* [Problem requirements]
All lines from the first line of the material up to and including the line with "the current rules." must be copied exactly, and no others.

* [Study material]
-- -- --
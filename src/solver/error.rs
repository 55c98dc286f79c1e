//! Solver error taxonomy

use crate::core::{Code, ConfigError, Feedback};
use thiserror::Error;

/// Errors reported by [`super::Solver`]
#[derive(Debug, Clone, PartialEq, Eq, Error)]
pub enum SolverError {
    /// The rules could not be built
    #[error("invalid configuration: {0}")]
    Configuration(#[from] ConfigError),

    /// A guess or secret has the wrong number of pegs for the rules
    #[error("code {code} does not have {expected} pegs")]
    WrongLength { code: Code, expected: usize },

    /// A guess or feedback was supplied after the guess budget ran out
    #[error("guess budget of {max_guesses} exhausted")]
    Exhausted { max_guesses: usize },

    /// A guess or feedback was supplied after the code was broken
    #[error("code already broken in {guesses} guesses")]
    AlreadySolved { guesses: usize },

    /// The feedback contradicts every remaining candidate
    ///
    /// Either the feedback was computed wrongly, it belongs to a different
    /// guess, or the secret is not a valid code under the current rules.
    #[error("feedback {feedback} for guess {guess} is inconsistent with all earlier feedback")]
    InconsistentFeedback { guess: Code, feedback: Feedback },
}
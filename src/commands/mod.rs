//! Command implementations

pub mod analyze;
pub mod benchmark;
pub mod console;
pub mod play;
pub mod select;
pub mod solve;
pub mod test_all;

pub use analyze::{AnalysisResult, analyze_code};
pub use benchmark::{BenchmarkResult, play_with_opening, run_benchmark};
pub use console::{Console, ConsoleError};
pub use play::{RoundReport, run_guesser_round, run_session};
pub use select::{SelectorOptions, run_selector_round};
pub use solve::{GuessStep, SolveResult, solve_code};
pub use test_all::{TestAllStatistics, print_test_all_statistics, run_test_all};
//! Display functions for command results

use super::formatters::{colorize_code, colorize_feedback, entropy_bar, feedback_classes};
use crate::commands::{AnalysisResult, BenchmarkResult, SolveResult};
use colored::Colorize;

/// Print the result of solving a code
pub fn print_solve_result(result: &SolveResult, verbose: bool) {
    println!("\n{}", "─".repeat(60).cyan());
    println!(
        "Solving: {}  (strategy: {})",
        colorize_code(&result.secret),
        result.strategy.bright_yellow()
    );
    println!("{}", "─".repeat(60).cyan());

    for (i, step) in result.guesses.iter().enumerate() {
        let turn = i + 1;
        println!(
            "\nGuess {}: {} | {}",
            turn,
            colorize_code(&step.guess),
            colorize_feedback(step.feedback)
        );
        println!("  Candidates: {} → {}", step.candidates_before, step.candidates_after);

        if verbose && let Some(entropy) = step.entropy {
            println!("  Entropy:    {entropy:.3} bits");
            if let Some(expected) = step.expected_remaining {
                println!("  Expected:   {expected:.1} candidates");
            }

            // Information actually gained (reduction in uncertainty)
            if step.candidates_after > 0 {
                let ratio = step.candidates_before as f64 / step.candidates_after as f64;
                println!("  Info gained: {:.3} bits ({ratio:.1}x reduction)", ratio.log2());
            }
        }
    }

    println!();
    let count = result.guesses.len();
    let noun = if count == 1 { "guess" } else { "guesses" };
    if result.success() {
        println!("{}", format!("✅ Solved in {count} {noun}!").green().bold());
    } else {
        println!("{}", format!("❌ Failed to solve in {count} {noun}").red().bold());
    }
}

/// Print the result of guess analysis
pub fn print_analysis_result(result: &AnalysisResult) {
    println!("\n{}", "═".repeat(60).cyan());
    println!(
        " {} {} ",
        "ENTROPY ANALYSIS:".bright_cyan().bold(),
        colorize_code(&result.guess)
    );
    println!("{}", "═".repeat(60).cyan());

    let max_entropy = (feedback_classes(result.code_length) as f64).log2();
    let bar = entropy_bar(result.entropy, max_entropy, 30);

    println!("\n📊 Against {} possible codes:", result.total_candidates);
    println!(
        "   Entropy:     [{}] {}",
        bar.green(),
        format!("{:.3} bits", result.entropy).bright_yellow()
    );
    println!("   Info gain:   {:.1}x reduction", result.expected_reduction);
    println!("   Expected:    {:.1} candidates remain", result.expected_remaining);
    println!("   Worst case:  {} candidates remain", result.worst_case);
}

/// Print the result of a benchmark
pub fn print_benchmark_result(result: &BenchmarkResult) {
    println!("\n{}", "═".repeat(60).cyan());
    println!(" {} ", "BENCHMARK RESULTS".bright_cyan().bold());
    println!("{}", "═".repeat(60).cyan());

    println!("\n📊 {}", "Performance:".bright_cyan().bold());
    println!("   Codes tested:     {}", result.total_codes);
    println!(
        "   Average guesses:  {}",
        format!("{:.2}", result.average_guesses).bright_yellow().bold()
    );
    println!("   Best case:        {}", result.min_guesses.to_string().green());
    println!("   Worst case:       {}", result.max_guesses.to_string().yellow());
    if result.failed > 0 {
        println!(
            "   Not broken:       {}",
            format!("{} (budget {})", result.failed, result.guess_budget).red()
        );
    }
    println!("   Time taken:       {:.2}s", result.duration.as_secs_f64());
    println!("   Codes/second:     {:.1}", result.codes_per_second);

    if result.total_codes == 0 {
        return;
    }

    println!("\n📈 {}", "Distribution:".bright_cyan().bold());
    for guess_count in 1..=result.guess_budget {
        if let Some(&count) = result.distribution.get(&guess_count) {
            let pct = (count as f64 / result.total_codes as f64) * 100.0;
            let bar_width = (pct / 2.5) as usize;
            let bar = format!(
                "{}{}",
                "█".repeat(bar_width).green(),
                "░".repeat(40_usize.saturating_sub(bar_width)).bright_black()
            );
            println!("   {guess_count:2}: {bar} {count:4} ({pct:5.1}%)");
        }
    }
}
-- -- --
* [Answer space]
filename src/solver/error.rs
repository 55c98dc286f79c1e
//! Solver error taxonomy

use crate::core::{Code, ConfigError, Feedback};
use thiserror::Error;

/// Errors reported by [`super::Solver`]
#[derive(Debug, Clone, PartialEq, Eq, Error)]
pub enum SolverError {
    /// The rules could not be built
    #[error("invalid configuration: {0}")]
    Configuration(#[from] ConfigError),

    /// A guess or secret has the wrong number of pegs for the rules
    #[error("code {code} does not have {expected} pegs")]
    WrongLength { code: Code, expected: usize },

    /// A guess or feedback was supplied after the guess budget ran out
    #[error("guess budget of {max_guesses} exhausted")]
    Exhausted { max_guesses: usize },

    /// A guess or feedback was supplied after the code was broken
    #[error("code already broken in {guesses} guesses")]
    AlreadySolved { guesses: usize },

    /// The feedback contradicts every remaining candidate
    ///
    /// Either the feedback was computed wrongly, it belongs to a different
    /// guess, or the secret is not a valid code under the current rules.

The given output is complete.